Et ce n’est pas la plus simple.
Pourquoi ?
Parce qu’ils arrivent souvent avec des convictions fortes, déjà structurées (vegan, végétarien, sans alcool, engagements sociétaux…).
Et c’est une richesse.
Mais une conviction forte n’est pas forcément une communication efficace.
Être assertif, ce n’est pas “avoir du caractère”
Ce n’est pas non plus “éviter les vagues”
C’est savoir dire les choses… sans écraser les autres, ni s’effacer soi-même.
Dans la vie professionnelle, on observe souvent deux réflexes :
• Se taire pour éviter le conflit
• Ou s’imposer pour être entendu
L’assertivité, c’est une troisième voie.
Plus exigeante. Mais infiniment plus efficace.
- Dire ce que l’on pense
- Défendre ses idées
- Exprimer un désaccord
… tout en respectant l’autre
Ni passivité. Ni agressivité.
Un équilibre.
Et dans une équipe, ça change tout :
✔ Des échanges plus honnêtes
✔ Moins de tensions implicites
✔ Des décisions plus claires
✔ Et surtout… plus de confiance
Mais le vrai défi n’est pas de savoir être assertif.

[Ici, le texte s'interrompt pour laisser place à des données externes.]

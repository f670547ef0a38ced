use thiserror::Error;

/// Fatal problems detected while building an adapter or one of its elements.
///
/// Callers decide whether to skip the element and continue; the core never
/// retries.
#[derive(Debug, Error, Clone, PartialEq, Eq)]
pub enum ConstructionError {
    #[error("element does not have the '{0}' attribute")]
    MissingMarker(&'static str),
    #[error("no audio source provided")]
    MissingAudioSource,
    #[error("no path data provided")]
    MissingPathDescriptor,
}

pub type Result<T> = std::result::Result<T, ConstructionError>;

Le vrai défi, c’est de le rester… quand ça devient inconfortable.
◾ Quand tout va bien, l’assertivité est facile
◾ Quand le conflit arrive, elle devient une compétence rare
Pourquoi ?
Parce qu’elle demande de gérer trois choses en même temps :
• sa position
• la relation
• ses émotions
Et c’est là que tout se joue.
Avec du travail sur l’attitude, la reformulation, l’écoute active…

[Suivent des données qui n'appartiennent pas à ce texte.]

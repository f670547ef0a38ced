//! Axis resolution and interaction-axis constraints.
//!
//! An element moves along a subset of `{X, Y, Z}`. The subset comes from a
//! comma-separated attribute such as `"X, Z"`; unknown tokens are dropped
//! rather than reported, matching the fallback policy of the config layer.

use crate::constants::CONSTRAINT_COMPENSATION;
use crate::transform::TransformKind;
use smallvec::SmallVec;

#[derive(Clone, Copy, Debug, PartialEq, Eq, Hash)]
pub enum Axis {
    X,
    Y,
    Z,
}

impl Axis {
    pub fn parse(token: &str) -> Option<Axis> {
        match token.trim().to_ascii_uppercase().as_str() {
            "X" => Some(Axis::X),
            "Y" => Some(Axis::Y),
            "Z" => Some(Axis::Z),
            _ => None,
        }
    }
}

/// Ordered, duplicate-free set of axes.
#[derive(Clone, Debug, Default, PartialEq, Eq)]
pub struct AxisSet(SmallVec<[Axis; 3]>);

impl AxisSet {
    pub fn empty() -> Self {
        Self(SmallVec::new())
    }

    /// Default set for a transform kind: rotation spins about Z, everything
    /// else moves in the XY plane.
    pub fn default_for(kind: TransformKind) -> Self {
        match kind {
            TransformKind::Rotate => Self::from_slice(&[Axis::Z]),
            _ => Self::from_slice(&[Axis::X, Axis::Y]),
        }
    }

    pub fn from_slice(axes: &[Axis]) -> Self {
        let mut set = Self::empty();
        for a in axes {
            set.insert(*a);
        }
        set
    }

    pub fn insert(&mut self, axis: Axis) {
        if !self.0.contains(&axis) {
            self.0.push(axis);
        }
    }

    #[inline]
    pub fn contains(&self, axis: Axis) -> bool {
        self.0.contains(&axis)
    }

    pub fn is_empty(&self) -> bool {
        self.0.is_empty()
    }

    pub fn len(&self) -> usize {
        self.0.len()
    }

    pub fn iter(&self) -> impl Iterator<Item = Axis> + '_ {
        self.0.iter().copied()
    }
}

/// Resolve a raw axis attribute. A missing or blank value yields the default
/// set for `kind`; a non-blank value keeps only the recognized tokens.
pub fn resolve_axes(raw: Option<&str>, kind: TransformKind) -> AxisSet {
    let raw = match raw.map(str::trim) {
        Some(r) if !r.is_empty() => r,
        _ => return AxisSet::default_for(kind),
    };
    let mut set = AxisSet::empty();
    for axis in raw.split(',').filter_map(Axis::parse) {
        set.insert(axis);
    }
    set
}

/// Optional restriction of pointer input to a single component.
#[derive(Clone, Copy, Debug, Default, PartialEq, Eq)]
pub enum InteractionAxis {
    #[default]
    Free,
    X,
    Y,
}

impl InteractionAxis {
    pub fn parse(token: &str) -> Option<InteractionAxis> {
        match token.trim().to_ascii_uppercase().as_str() {
            "X" => Some(InteractionAxis::X),
            "Y" => Some(InteractionAxis::Y),
            _ => None,
        }
    }
}

/// Input components after the constraint, plus the multiplier for paths that
/// sum both components.
#[derive(Clone, Copy, Debug, PartialEq)]
pub struct Constrained {
    pub x: f32,
    pub y: f32,
    pub compensation: f32,
}

pub fn apply_interaction_constraint(x: f32, y: f32, axis: InteractionAxis) -> Constrained {
    match axis {
        InteractionAxis::Free => Constrained {
            x,
            y,
            compensation: 1.0,
        },
        InteractionAxis::X => Constrained {
            x,
            y: 0.0,
            compensation: CONSTRAINT_COMPENSATION,
        },
        InteractionAxis::Y => Constrained {
            x: 0.0,
            y,
            compensation: CONSTRAINT_COMPENSATION,
        },
    }
}

#[cfg(test)]
mod tests {
    use super::*;

    #[test]
    fn parse_is_case_and_space_insensitive() {
        assert_eq!(Axis::parse(" z "), Some(Axis::Z));
        assert_eq!(Axis::parse("w"), None);
        assert_eq!(InteractionAxis::parse("y"), Some(InteractionAxis::Y));
        assert_eq!(InteractionAxis::parse("z"), None);
    }
}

l’assertivité permet de faire passer un message sans violence, et surtout de le faire accepter.
Une conviction forte n’a d’impact que si elle est entendue.
Et pour être entendue… elle doit être bien exprimée.
L’assertif ne cherche pas à “gagner” un conflit.
Il cherche à atteindre un objectif.
Et c’est exactement ce qui fera la différence dans les organisations de demain.